6 Comments

  1. I love this post. There are unending decisions when you have a child. For me, I’m now asking ‘when do we do night potty training?’, ‘is an all boys school the right thing to do?’, ‘should we sign J up for a fun second language class?’, etc etc.

    There are three things I’ve kept in mind when making choices and decisions.

    1. Do all the things with love.

    2. Do my research so I feel I have some rationale basis for my choice.

    3. Once I’ve made a choice, own that choice and don’t waste energy and time wondering if I’ve done the right thing. If that choice doesn’t work, course correct and then move forward.

    Of course it doesn’t always work like this – sometimes emotion trumps rational thinking!

  2. I was actually having theses thoughts the other day, when I was stressing about my daughters nap. Is she stopping it? Does she need it? Is it too long? Too short? And I thought “I should know this stuff, she’s my THIRD!” So, I guess from that you’d say it doesn’t get easier, but I’m not sure that’s true. I still feel deskilled by my kids, but not by how others are doing things. That gets easier. I have a definite idea and confidence on how I want to parent. The nuts and bolts decisions still get me though.

    • Oh god, I’m having those same questions right now as Theo sometimes doesn’t want a second nap and it stresses me out so much. Is he dropping it? Or not? Does he actually need it if he misses it? I am so disappointed to hear that I’ll be asking myself all those same questions again if we have another one.

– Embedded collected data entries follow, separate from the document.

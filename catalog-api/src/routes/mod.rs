//! REST API Routes Module
//!
//! Route handlers organized by concern:
//! - Product CRUD, category listing and search (through the coordinator)
//! - Raw cache passthrough for debugging and operations
//! - Health check endpoints (Kubernetes-compatible)
//! - CORS support for browser-based clients

pub mod cache;
pub mod health;
pub mod products;

use axum::{
    http::{header, HeaderValue, Method},
    Router,
};
use tower_http::cors::{Any, CorsLayer};
use tower_http::trace::TraceLayer;

use crate::config::ApiConfig;
use crate::state::AppState;

// Re-export route creation functions for convenience
pub use cache::create_router as cache_router;
pub use health::create_router as health_router;
pub use products::create_router as products_router;

/// Build the CORS layer from configuration. An empty origin list allows any
/// origin (dev mode).
fn cors_layer(config: &ApiConfig) -> CorsLayer {
    let layer = CorsLayer::new()
        .allow_methods([Method::GET, Method::POST, Method::PUT, Method::DELETE])
        .allow_headers([header::CONTENT_TYPE]);

    if config.cors_origins.is_empty() {
        layer.allow_origin(Any)
    } else {
        let origins: Vec<HeaderValue> = config
            .cors_origins
            .iter()
            .filter_map(|o| o.parse().ok())
            .collect();
        layer.allow_origin(origins)
    }
}

/// Create the full application router.
pub fn create_app_router(state: AppState, config: &ApiConfig) -> Router {
    Router::new()
        .nest("/products", products::create_router())
        .nest("/cache", cache::create_router())
        .nest("/health", health::create_router())
        .layer(TraceLayer::new_for_http())
        .layer(cors_layer(config))
        .with_state(state)
}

I thought I’d just know all the answers next time around… :/

  3. Ugh, it’s awful, isn’t it? There are decisions we made which we are sure about (basically the opposite to yours!) but we’ve agonised about plenty of other things and we’ve done complete about turns on a couple of things. Then I get paranoid, if I make the slightest comment to people who do things differently, that it sounds like an attack. I get paranoid, if I defend my choices, that I sound like a neurotically over-protective mother. We’re all so full of doubt. But I genuinely believe that different babies have different needs – just because something works for my daughter doesn’t mean it works for your son; part of parenting is knowing your own child best, isn’t it?

    • Definitely! Part of this was brought in by visiting my sister-in-law, who was asking for advice on all sorts. I gave her our experiences as well as I remembered, but had to say that most of the time, you have to figure stuff out on your own, because what worked with Theo might not work at all for her little one. We’ll have to see what happens if we ever have another one!